EMPLOYMENT AGREEMENT
Effective July 1, 2000
The parties to this agreement are Xxxx X. Xxxxxxxx, residing at 000 Xxxx
00xx Xxxxxx, Xxx. 0X, Xxx Xxxx, N.Y. 10021 (the "Executive"), and YouthStream
Media Networks, Inc., a Delaware corporation with its principal office at 000
Xxxxx Xxxxxx, Xxx Xxxx, Xxx Xxxx 00000 (the "Company").
The parties have agreed upon the employment of the Executive as Vice
President and General Counsel on the terms set forth in this agreement.
It is therefore agreed as follows:
1. Employment.
During the term of the Executive's employment under this agreement, the
Company shall employ the Executive, and the Executive shall serve the Company,
as the Company's Vice President and General Counsel. The Executive shall have
all of the duties and responsibilities customarily associated with the position
of general counsel of a publicly held company, shall report to the Company's
President and Chief Executive Officer, and shall devote substantially all her
business time to the performance of her duties under this agreement.

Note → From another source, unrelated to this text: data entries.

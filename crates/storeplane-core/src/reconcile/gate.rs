//! Action gate - confirmation in front of destructive actions.

/// Blocking yes/no prompt shown before a delete is sent.
///
/// The prompt is modal: the calling flow waits on the answer.
pub trait Confirm: Send + Sync {
    fn confirm(&self, prompt: &str) -> bool;
}

impl<F> Confirm for F
where
    F: Fn(&str) -> bool + Send + Sync,
{
    fn confirm(&self, prompt: &str) -> bool {
        self(prompt)
    }
}

/// Answers yes without asking (`--yes`).
#[derive(Debug, Clone, Copy, Default)]
pub struct AssumeYes;

impl Confirm for AssumeYes {
    fn confirm(&self, prompt: &str) -> bool {
        tracing::debug!(prompt, "Confirmation assumed");
        true
    }
}

pub fn delete_prompt(store_id: &str) -> String {
    format!("Delete store {} permanently?", store_id)
}

#[cfg(test)]
mod tests {
    use super::*;

    #[test]
    fn closures_act_as_prompts() {
        let decline = |_: &str| false;
        assert!(!decline.confirm("x"));
        assert!(AssumeYes.confirm("x"));
    }

    #[test]
    fn prompt_names_the_store() {
        assert_eq!(delete_prompt("store-42"), "Delete store store-42 permanently?");
    }
}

The
Executive shall be a member of the Company's senior management team with such
duties as the Company's President and Chief Executive Officer from time to time
may assign to her (including continued membership on the Company's China
Preparatory Committee).
2. Term of Employment.
The term of the Executive's employment under this agreement shall commence
on July 1, 2000 and, subject to earlier termination upon the Executive's death
or disability pursuant to section 5.1 or pursuant to section 6, shall continue
until the close of business on June 30, 2002.
3. Compensation.
3.1 Cash Compensation. As compensation for her services under this
agreement, the Executive shall be entitled to (a) a "sign-on bonus" in the
amount of $25,000, payable simultaneously with the execution and delivery of
this agreement, and (b) a salary at the rate of $200,000 a year through June 30,
2001 and at the rate of $240,000 a year from July 1, 2001 through June 30, 2002,
payable in equal installments in accordance with the Company's customary payroll
practices for its management employees. The Company shall review the Executive's
performance annually (either prior to or within a reasonable period after the
end of each fiscal year) and, in its sole discretion, may grant the Executive a
bonus based on the Executive's performance during that fiscal year.

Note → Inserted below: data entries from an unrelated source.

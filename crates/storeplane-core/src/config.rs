//! Dashboard configuration loading and management.

use std::path::{Path, PathBuf};
use std::time::Duration;

use anyhow::{Context, Result};
use serde::{Deserialize, Serialize};

use crate::error::ConfigError;

/// Config file looked up in the working directory when none is given.
pub const DEFAULT_CONFIG_FILE: &str = "storeplane.yaml";

/// Main dashboard configuration, loaded from storeplane.yaml
#[derive(Debug, Clone, Serialize, Deserialize)]
#[serde(default)]
pub struct DashboardConfig {
    /// Base address of the provisioning backend
    #[serde(default = "default_api_base")]
    pub api_base: String,

    /// Per-request timeout; unset means requests may wait forever
    #[serde(default = "default_request_timeout")]
    pub request_timeout_secs: Option<u64>,

    /// What happens after a create request is acknowledged
    #[serde(default)]
    pub post_create: PostCreateConfig,
}

fn default_api_base() -> String {
    "http://127.0.0.1:8000".to_string()
}
fn default_request_timeout() -> Option<u64> {
    Some(30)
}

/// Follow-up refresh after a create.
#[derive(Debug, Clone, Serialize, Deserialize)]
pub struct PostCreateConfig {
    #[serde(default)]
    pub mode: PostCreateMode,

    /// Delay before the single follow-up refresh (delay mode)
    #[serde(default = "default_delay_secs")]
    pub delay_secs: u64,

    /// Seconds between refreshes (poll mode)
    #[serde(default = "default_poll_interval")]
    pub poll_interval_secs: u64,

    /// Refresh cap (poll mode)
    #[serde(default = "default_poll_attempts")]
    pub poll_max_attempts: u32,
}

#[derive(Debug, Clone, Copy, Default, PartialEq, Eq, Serialize, Deserialize)]
#[serde(rename_all = "lowercase")]
pub enum PostCreateMode {
    /// One refresh after `delay_secs`
    #[default]
    Delay,
    /// Refresh every `poll_interval_secs` until provisioning settles
    Poll,
}

fn default_delay_secs() -> u64 {
    3
}
fn default_poll_interval() -> u64 {
    5
}
fn default_poll_attempts() -> u32 {
    12
}

impl Default for PostCreateConfig {
    fn default() -> Self {
        Self {
            mode: PostCreateMode::default(),
            delay_secs: default_delay_secs(),
            poll_interval_secs: default_poll_interval(),
            poll_max_attempts: default_poll_attempts(),
        }
    }
}

/// Resolved post-create behaviour handed to the reconciler.
#[derive(Debug, Clone, Copy, PartialEq, Eq)]
pub enum PostCreatePolicy {
    Delay(Duration),
    Poll { interval: Duration, max_attempts: u32 },
}

impl Default for PostCreatePolicy {
    fn default() -> Self {
        PostCreatePolicy::Delay(Duration::from_secs(default_delay_secs()))
    }
}

impl PostCreateConfig {
    pub fn policy(&self) -> PostCreatePolicy {
        match self.mode {
            PostCreateMode::Delay => PostCreatePolicy::Delay(Duration::from_secs(self.delay_secs)),
            PostCreateMode::Poll => PostCreatePolicy::Poll {
                interval: Duration::from_secs(self.poll_interval_secs),
                max_attempts: self.poll_max_attempts,
            },
        }
    }
}

impl Default for DashboardConfig {
    fn default() -> Self {
        Self {
            api_base: default_api_base(),
            request_timeout_secs: default_request_timeout(),
            post_create: PostCreateConfig::default(),
        }
    }
}

impl DashboardConfig {
    /// Load configuration from a YAML file
    pub fn load(path: &Path) -> Result<Self> {
        let content = std::fs::read_to_string(path)
            .with_context(|| format!("Failed to read config from {}", path.display()))?;
        let config: Self = serde_yaml::from_str(&content)
            .with_context(|| format!("Failed to parse config from {}", path.display()))?;
        Ok(config)
    }

    /// Load an explicit file, or storeplane.yaml from `dir` if present
    pub fn load_or_default(explicit: Option<&Path>, dir: &Path) -> Result<Self> {
        if let Some(path) = explicit {
            return Self::load(path);
        }
        let path: PathBuf = dir.join(DEFAULT_CONFIG_FILE);
        if path.exists() {
            Self::load(&path)
        } else {
            Ok(Self::default())
        }
    }

    /// Reject settings the client cannot run with.
    pub fn validate(&self) -> Result<(), ConfigError> {
        match reqwest::Url::parse(&self.api_base) {
            Ok(url) if matches!(url.scheme(), "http" | "https") => {
                if url.query().is_some() || url.fragment().is_some() {
                    return Err(ConfigError::ApiBaseQuery(self.api_base.clone()));
                }
            }
            _ => return Err(ConfigError::ApiBase(self.api_base.clone())),
        }

        if self.post_create.mode == PostCreateMode::Poll {
            if self.post_create.poll_interval_secs == 0 {
                return Err(ConfigError::PollInterval);
            }
            if self.post_create.poll_max_attempts == 0 {
                return Err(ConfigError::PollAttempts);
            }
        }

        Ok(())
    }

    pub fn request_timeout(&self) -> Option<Duration> {
        self.request_timeout_secs.map(Duration::from_secs)
    }
}

#[cfg(test)]
mod tests {
    use super::*;

    #[test]
    fn defaults_match_backend_contract() {
        let config = DashboardConfig::default();
        assert_eq!(config.api_base, "http://127.0.0.1:8000");
        assert_eq!(
            config.post_create.policy(),
            PostCreatePolicy::Delay(Duration::from_secs(3))
        );
        assert!(config.validate().is_ok());
    }

    #[test]
    fn partial_yaml_fills_defaults() {
        let config: DashboardConfig = serde_yaml::from_str(
            "api_base: http://10.0.0.5:8000\npost_create:\n  mode: poll\n  poll_interval_secs: 2\n",
        )
        .unwrap();
        assert_eq!(config.api_base, "http://10.0.0.5:8000");
        assert_eq!(config.request_timeout_secs, Some(30));
        assert_eq!(
            config.post_create.policy(),
            PostCreatePolicy::Poll {
                interval: Duration::from_secs(2),
                max_attempts: 12,
            }
        );
    }

    #[test]
    fn validate_rejects_bad_settings() {
        let mut config = DashboardConfig {
            api_base: "ftp://example.com".to_string(),
            ..DashboardConfig::default()
        };
        assert!(matches!(config.validate(), Err(ConfigError::ApiBase(_))));

        config.api_base = "http://localhost:8000/?tenant=a".to_string();
        assert!(matches!(config.validate(), Err(ConfigError::ApiBaseQuery(_))));
        config.api_base = "http://localhost:8000/#stores".to_string();
        assert!(matches!(config.validate(), Err(ConfigError::ApiBaseQuery(_))));

        config.api_base = "http://localhost:8000".to_string();
        config.post_create.mode = PostCreateMode::Poll;
        config.post_create.poll_interval_secs = 0;
        assert!(matches!(config.validate(), Err(ConfigError::PollInterval)));

        config.post_create.poll_interval_secs = 1;
        config.post_create.poll_max_attempts = 0;
        assert!(matches!(config.validate(), Err(ConfigError::PollAttempts)));
    }

    #[test]
    fn load_or_default_reads_file_in_dir() {
        let dir = tempfile::tempdir().unwrap();
        let config = DashboardConfig::load_or_default(None, dir.path()).unwrap();
        assert_eq!(config.api_base, default_api_base());

        std::fs::write(
            dir.path().join(DEFAULT_CONFIG_FILE),
            "api_base: https://stores.internal\nrequest_timeout_secs: null\n",
        )
        .unwrap();
        let config = DashboardConfig::load_or_default(None, dir.path()).unwrap();
        assert_eq!(config.api_base, "https://stores.internal");
        assert_eq!(config.request_timeout(), None);
    }

    #[test]
    fn explicit_missing_file_is_an_error() {
        let dir = tempfile::tempdir().unwrap();
        let missing = dir.path().join("nope.yaml");
        let err = DashboardConfig::load_or_default(Some(&missing), dir.path()).unwrap_err();
        assert!(err.to_string().contains("Failed to read config"));
    }
}
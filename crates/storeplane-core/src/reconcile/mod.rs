//! Reconcile - when the registry refreshes, and the gates in front of
//! create and delete.

mod gate;
mod reconciler;

pub use gate::{delete_prompt, AssumeYes, Confirm};
pub use reconciler::{CreateOutcome, DeleteOutcome, Reconciler, RefreshOutcome};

3.2 Stock Option. In connection with her services for the Company, the
Company is granting to the Executive, pursuant to the Company's 2000 Stock
Incentive Plan, a non-incentive stock option to purchase an aggregate of 150,000
shares of the Company's Common Stock. The terms of the option shall be set forth
in a separate agreement between the Executive and the Company.
4. Reimbursement of Expenses; Fringe Benefits.
4.1 Expenses. The Company shall reimburse the Executive for all
reasonable expenses incurred by the Executive in connection with the performance
of her duties, upon presentation of appropriate vouchers covering the expenses.
4.2 Fringe Benefits. The Executive (and her immediate family) shall be
entitled to participate in all medical, dental, disability, life insurance and
other fringe benefits and executive perquisites generally provided to the
Company's senior executives.
4.3 Professional Fees. The Company shall reimburse the Executive for (a)
attorney registration fees in New York State, (b) American Bar Association, New
York City and New York State bar association dues, and (c) tuition fees for
continuing legal education courses required to be attended by the Executive to
maintain her license as an attorney in New York State in good standing.
5. Disability or Death.
5.1 Disability. If, as the result of any physical or mental disability,
the Executive shall fail or be unable to perform her duties for a total of 120
days in any 12-month
2
period, the Company may, by notice to the Executive, terminate her employment
under this agreement as of the date of the notice.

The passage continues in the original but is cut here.